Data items
—————
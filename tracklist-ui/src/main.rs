//! tracklist-ui - Web service for cataloguing DJ performance sets
//!
//! Serves the set catalogue API backed by a SQLite database inside the
//! resolved root folder. The database and its schema are created
//! automatically on first run.

use std::net::SocketAddr;

use anyhow::{Context, Result};
use clap::Parser;
use tokio::signal;
use tracing::info;
use tracing_subscriber::{layer::SubscriberExt, util::SubscriberInitExt};

use tracklist_common::config;
use tracklist_common::db::init::init_database;
use tracklist_ui::{build_router, AppState};

/// Command-line arguments for tracklist-ui
#[derive(Parser, Debug)]
#[command(name = "tracklist-ui")]
#[command(about = "Web service for cataloguing DJ performance sets")]
#[command(version)]
struct Args {
    /// Port to listen on
    #[arg(short, long, default_value = "5730", env = "TRACKLIST_PORT")]
    port: u16,

    /// Root folder holding the database (falls back to
    /// TRACKLIST_ROOT_FOLDER, the config file, then an OS default)
    #[arg(short, long)]
    root_folder: Option<String>,
}

#[tokio::main]
async fn main() -> Result<()> {
    // Initialize tracing
    tracing_subscriber::registry()
        .with(
            tracing_subscriber::EnvFilter::try_from_default_env()
                .unwrap_or_else(|_| "tracklist_ui=debug,tower_http=debug".into()),
        )
        .with(tracing_subscriber::fmt::layer())
        .init();

    let args = Args::parse();

    info!("Starting TrackList UI v{}", env!("CARGO_PKG_VERSION"));

    let root_folder =
        config::resolve_root_folder(args.root_folder.as_deref(), "TRACKLIST_ROOT_FOLDER")?;
    let db_path = config::database_path(&root_folder);
    info!("Database path: {}", db_path.display());

    let pool = init_database(&db_path)
        .await
        .context("Failed to initialize database")?;

    let state = AppState::new(pool);
    let app = build_router(state);

    let addr = SocketAddr::from(([0, 0, 0, 0], args.port));
    let listener = tokio::net::TcpListener::bind(addr)
        .await
        .context("Failed to bind to address")?;
    info!("tracklist-ui listening on http://{}", addr);

    axum::serve(listener, app)
        .with_graceful_shutdown(shutdown_signal())
        .await
        .context("Server error")?;

    info!("Server shutdown complete");
    Ok(())
}

/// Graceful shutdown signal handler
async fn shutdown_signal() {
    let ctrl_c = async {
        signal::ctrl_c()
            .await
            .expect("Failed to install Ctrl+C handler");
    };

    #[cfg(unix)]
    let terminate = async {
        signal::unix::signal(signal::unix::SignalKind::terminate())
            .expect("Failed to install signal handler")
            .recv()
            .await;
    };

    #[cfg(not(unix))]
    let terminate = std::future::pending::<()>();

    tokio::select! {
        _ = ctrl_c => {
            info!("Received Ctrl+C, shutting down");
        },
        _ = terminate => {
            info!("Received terminate signal, shutting down");
        },
    }
}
—————
Exercise:
Print exactly the lines above, between the one holding "use tracklist_common::config;" and the one holding "let args = Args::parse();", inclusive, and nothing besides.

Result:
use tracklist_common::config;
use tracklist_common::db::init::init_database;
use tracklist_ui::{build_router, AppState};

/// Command-line arguments for tracklist-ui
#[derive(Parser, Debug)]
#[command(name = "tracklist-ui")]
#[command(about = "Web service for cataloguing DJ performance sets")]
#[command(version)]
struct Args {
    /// Port to listen on
    #[arg(short, long, default_value = "5730", env = "TRACKLIST_PORT")]
    port: u16,

    /// Root folder holding the database (falls back to
    /// TRACKLIST_ROOT_FOLDER, the config file, then an OS default)
    #[arg(short, long)]
    root_folder: Option<String>,
}

#[tokio::main]
async fn main() -> Result<()> {
    // Initialize tracing
    tracing_subscriber::registry()
        .with(
            tracing_subscriber::EnvFilter::try_from_default_env()
                .unwrap_or_else(|_| "tracklist_ui=debug,tower_http=debug".into()),
        )
        .with(tracing_subscriber::fmt::layer())
        .init();

    let args = Args::parse();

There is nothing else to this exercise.